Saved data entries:
==========
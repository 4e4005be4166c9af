//! Chart projection and statistics tests.

use super::*;

fn spec(kind: ChartKind, data: &[(&str, f64)]) -> ChartSpec {
    ChartSpec {
        kind,
        title: None,
        data: data.iter().map(|(l, v)| Observation::new(*l, *v)).collect(),
    }
}

fn revenue_margin() -> ChartSpec {
    spec(
        ChartKind::Bar,
        &[("Revenue Q1", 100.0), ("Revenue Q2", 150.0), ("Margin Q1", 20.0)],
    )
}

#[test]
fn split_label_metric_and_period() {
    assert_eq!(
        split_label("Revenue Q1 2024"),
        LabelParts {
            metric: "Revenue".to_string(),
            period: "Q1 2024".to_string()
        }
    );
}

#[test]
fn split_label_single_token_defaults_period() {
    let parts = split_label("Margin");
    assert_eq!(parts.metric, "Margin");
    assert_eq!(parts.period, DEFAULT_PERIOD);
}

#[test]
fn split_label_blank_is_empty_metric() {
    let parts = split_label("   ");
    assert_eq!(parts.metric, "");
    assert_eq!(parts.period, "Current");
}

#[test]
fn split_label_collapses_whitespace_runs() {
    assert_eq!(split_label("  Revenue   Q1\tFY24 ").period, "Q1 FY24");
}

#[test]
fn grouped_worked_example() {
    let Some(Projection::Grouped(series)) = project(&revenue_margin(), ViewMode::Grouped) else {
        panic!("expected grouped projection");
    };
    assert_eq!(series.metrics, vec!["Revenue", "Margin"]);
    assert_eq!(
        series.rows,
        vec![
            GroupedRow {
                period: "Q1".to_string(),
                values: vec![("Revenue".to_string(), 100.0), ("Margin".to_string(), 20.0)],
            },
            GroupedRow {
                period: "Q2".to_string(),
                values: vec![("Revenue".to_string(), 150.0)],
            },
        ]
    );
    assert_eq!(series.rows[1].get("Margin"), None);

    let stats = summarize(&revenue_margin()).expect("stats");
    assert_eq!(stats.metric_count, 2);
    assert_eq!(stats.total, 270.0);
    assert_eq!(stats.max, 150.0);
    assert_eq!(stats.min, 20.0);
    assert_eq!(stats.average, 90.0);
}

#[test]
fn grouped_rows_follow_period_discovery_order() {
    let chart = spec(
        ChartKind::Bar,
        &[
            ("Margin Q3", 1.0),
            ("Revenue Q1", 2.0),
            ("Revenue Q3", 3.0),
            ("Costs", 4.0),
        ],
    );
    let Some(Projection::Grouped(series)) = project(&chart, ViewMode::Grouped) else {
        panic!("expected grouped projection");
    };
    let periods: Vec<&str> = series.rows.iter().map(|r| r.period.as_str()).collect();
    assert_eq!(periods, vec!["Q3", "Q1", "Current"]);
    assert_eq!(series.metrics, vec!["Margin", "Revenue", "Costs"]);
    let q3: Vec<&str> = series.rows[0].values.iter().map(|(m, _)| m.as_str()).collect();
    assert_eq!(q3, vec!["Margin", "Revenue"]);
}

#[test]
fn grouped_row_count_matches_distinct_periods_and_keys_are_metrics() {
    let chart = spec(
        ChartKind::Bar,
        &[
            ("A Q1", 1.0),
            ("B Q1", 2.0),
            ("A Q2", 3.0),
            ("C Q3", 4.0),
            ("B Q2", 5.0),
        ],
    );
    let Some(Projection::Grouped(series)) = project(&chart, ViewMode::Grouped) else {
        panic!("expected grouped projection");
    };
    assert_eq!(series.rows.len(), 3);
    for row in &series.rows {
        for (metric, _) in &row.values {
            assert!(series.metrics.contains(metric));
        }
    }
}

#[test]
fn grouped_duplicate_metric_period_keeps_first() {
    let chart = spec(ChartKind::Bar, &[("Revenue Q1", 10.0), ("Revenue Q1", 99.0)]);
    let Some(Projection::Grouped(series)) = project(&chart, ViewMode::Grouped) else {
        panic!("expected grouped projection");
    };
    assert_eq!(series.rows.len(), 1);
    assert_eq!(series.rows[0].get("Revenue"), Some(10.0));
}

#[test]
fn individual_passes_observations_through() {
    let chart = revenue_margin();
    let Some(Projection::Individual(pie)) = project(&chart, ViewMode::Individual) else {
        panic!("expected individual projection");
    };
    assert_eq!(pie.slices, chart.data);
    let props = pie.proportions().expect("non-zero total");
    assert!((props.iter().sum::<f64>() - 1.0).abs() < 1e-9);
    assert!((props[1] - 150.0 / 270.0).abs() < 1e-9);
}

#[test]
fn individual_zero_total_has_no_proportions() {
    let chart = spec(ChartKind::Pie, &[("A", 0.0), ("B", 0.0)]);
    let Some(Projection::Individual(pie)) = project(&chart, ViewMode::Individual) else {
        panic!("expected individual projection");
    };
    assert_eq!(pie.proportions(), None);
}

#[test]
fn comparison_maps_one_to_one_in_order() {
    let chart = revenue_margin();
    let Some(Projection::Comparison(points)) = project(&chart, ViewMode::Comparison) else {
        panic!("expected comparison projection");
    };
    assert_eq!(points.len(), chart.data.len());
    for (i, point) in points.iter().enumerate() {
        assert_eq!(point.index, i + 1);
        assert_eq!(point.full_label, chart.data[i].label);
        assert_eq!(point.value, chart.data[i].value);
    }
    assert_eq!(points[2].display_name, "Margin");
}

#[test]
fn empty_data_projects_to_none_for_every_mode() {
    let chart = spec(ChartKind::Bar, &[]);
    for mode in ViewMode::ALL {
        assert_eq!(project(&chart, mode), None);
    }
    assert_eq!(summarize(&chart), None);
}

#[test]
fn projection_reports_its_mode() {
    let chart = revenue_margin();
    for mode in ViewMode::ALL {
        assert_eq!(project(&chart, mode).map(|p| p.view_mode()), Some(mode));
    }
}

#[test]
fn summarize_total_and_bounds() {
    let chart = spec(
        ChartKind::Line,
        &[("x", -5.0), ("y", 12.5), ("z", 0.0), ("x 2", 7.5)],
    );
    let stats = summarize(&chart).expect("stats");
    assert_eq!(stats.total, 15.0);
    assert!(stats.max >= stats.min);
    assert_eq!(stats.max, 12.5);
    assert_eq!(stats.min, -5.0);
    assert_eq!(stats.metric_count, 3);
}

#[test]
fn summarize_is_independent_of_single_point() {
    let chart = spec(ChartKind::Bar, &[("Only", 42.0)]);
    let stats = summarize(&chart).expect("stats");
    assert_eq!((stats.max, stats.min, stats.average), (42.0, 42.0, 42.0));
    assert_eq!(stats.metric_count, 1);
}

#[test]
fn chart_kind_from_server_string() {
    assert_eq!(ChartKind::from("pie".to_string()), ChartKind::Pie);
    assert_eq!(
        ChartKind::from("area".to_string()),
        ChartKind::Unsupported("area".to_string())
    );
    assert_eq!(String::from(ChartKind::Line), "line");
}

#[test]
fn chart_default_title() {
    assert_eq!(ChartKind::Bar.default_title(), "Bar Chart");
    assert_eq!(
        ChartKind::Unsupported("scatter".to_string()).default_title(),
        "Scatter Chart"
    );
    let mut chart = revenue_margin();
    assert_eq!(chart.display_title(), "Bar Chart");
    chart.title = Some("Quarterly revenue".to_string());
    assert_eq!(chart.display_title(), "Quarterly revenue");
}

#[test]
fn chart_spec_serde_uses_type_field() {
    let chart: ChartSpec = serde_json::from_value(serde_json::json!({
        "type": "line",
        "data": [{"label": "Revenue Q1", "value": 1.5}]
    }))
    .expect("valid chart");
    assert_eq!(chart.kind, ChartKind::Line);
    assert_eq!(chart.title, None);
    let back = serde_json::to_value(&chart).expect("serialize");
    assert_eq!(back["type"], "line");
    assert!(back.get("title").is_none());
}

#[test]
fn view_mode_parse_and_cycle() {
    assert_eq!("Grouped".parse::<ViewMode>(), Ok(ViewMode::Grouped));
    assert_eq!(" comparison ".parse::<ViewMode>(), Ok(ViewMode::Comparison));
    assert!("pie".parse::<ViewMode>().is_err());
    assert_eq!(ViewMode::Comparison.next(), ViewMode::Grouped);
    assert_eq!(ChartKind::Pie.default_view(), ViewMode::Individual);
    assert_eq!(ChartKind::Line.default_view(), ViewMode::Comparison);
}
//! Application run modes: logger init, single prompt, TUI launch.

use std::io;
use std::sync::Arc;

use crate::cli::Args;
use crate::core;
use crate::core::api::{ChatClient, ChatReply};
use crate::core::chart::ViewMode;
use crate::core::config::Config;
use crate::core::plain;
use crate::core::session::ChatEntry;

/// Initialize env_logger. In TUI mode, writes to file to avoid corrupting the display.
pub fn init_logger(args: &Args) {
    let log_level = args.log_level();
    let mut logger =
        env_logger::Builder::from_env(env_logger::Env::default().default_filter_or(log_level));

    if args.is_tui() {
        let log_path = core::paths::cache_dir().and_then(|d| {
            std::fs::create_dir_all(&d).ok()?;
            Some(d.join(format!("{}.log", core::app::NAME)))
        });
        if let Some(path) = log_path
            && let Ok(file) = std::fs::OpenOptions::new()
                .create(true)
                .append(true)
                .open(&path)
        {
            logger.target(env_logger::Target::Pipe(Box::new(file)));
        }
    }
    let _ = logger.try_init();
}

/// Read the question from the `-p` argument, or stdin when it is `-`.
fn read_prompt(prompt_arg: &str) -> io::Result<String> {
    let prompt = if prompt_arg == "-" {
        io::read_to_string(io::stdin())?
    } else {
        prompt_arg.to_string()
    };
    Ok(prompt.trim().to_string())
}

/// JSON shape printed by `--json`.
fn reply_json(reply: &ChatReply, view_mode: ViewMode) -> serde_json::Value {
    serde_json::json!({
        "response": reply.text,
        "sources": reply.sources,
        "chart": reply.chart,
        "viewMode": view_mode,
        "sessionId": reply.session_id,
    })
}

/// Run single prompt mode: send one question, print the rendered reply to stdout.
pub async fn run_single_prompt(
    prompt_arg: &str,
    args: &Args,
    config: &Config,
) -> Result<(), Box<dyn std::error::Error>> {
    let prompt = read_prompt(prompt_arg)?;
    if prompt.is_empty() {
        eprintln!("Error: empty prompt");
        std::process::exit(1);
    }

    let client = ChatClient::new(config)?;
    let session_id = uuid::Uuid::new_v4().to_string();
    log::info!("Sending prompt to {}", client.chat_url());
    let reply = match client.send(&prompt, &session_id).await {
        Ok(reply) => reply,
        Err(e) => {
            log::error!("Chat request failed: {}", e);
            eprintln!("Error: {}", e);
            std::process::exit(1);
        }
    };

    let mut entry = ChatEntry::assistant(reply.clone());
    if let Some(view) = args.view {
        entry.view_mode = view;
    }

    if args.json {
        println!(
            "{}",
            serde_json::to_string_pretty(&reply_json(&reply, entry.view_mode))?
        );
    } else {
        println!("{}", plain::render_reply(&entry, plain::DEFAULT_WIDTH));
    }
    Ok(())
}

/// Launch the TUI in a blocking thread. Returns on panic or IO error.
pub async fn launch_tui(config: Config) -> Result<(), Box<dyn std::error::Error>> {
    let config = Arc::new(config);
    let join_result: Result<io::Result<()>, tokio::task::JoinError> =
        tokio::task::spawn_blocking(move || crate::tui::run(config)).await;

    match join_result {
        Ok(io_result) => io_result?,
        Err(join_err) => {
            if let Ok(panic) = join_err.try_into_panic() {
                let msg = if let Some(s) = panic.downcast_ref::<&str>() {
                    s.to_string()
                } else if let Some(s) = panic.downcast_ref::<String>() {
                    s.clone()
                } else {
                    format!("{:?}", panic)
                };
                eprintln!("TUI panic: {}", msg);
            }
            return Err(
                Box::new(io::Error::other("TUI thread panicked")) as Box<dyn std::error::Error>
            );
        }
    }
    Ok(())
}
==========
WHAT THIS TASK INVOLVES
Show all lines in the entries above where the word "props" appears.

REPLY TO THE EXERCISE
    let props = pie.proportions().expect("non-zero total");
    assert!((props.iter().sum::<f64>() - 1.0).abs() < 1e-9);
    assert!((props[1] - 150.0 / 270.0).abs() < 1e-9);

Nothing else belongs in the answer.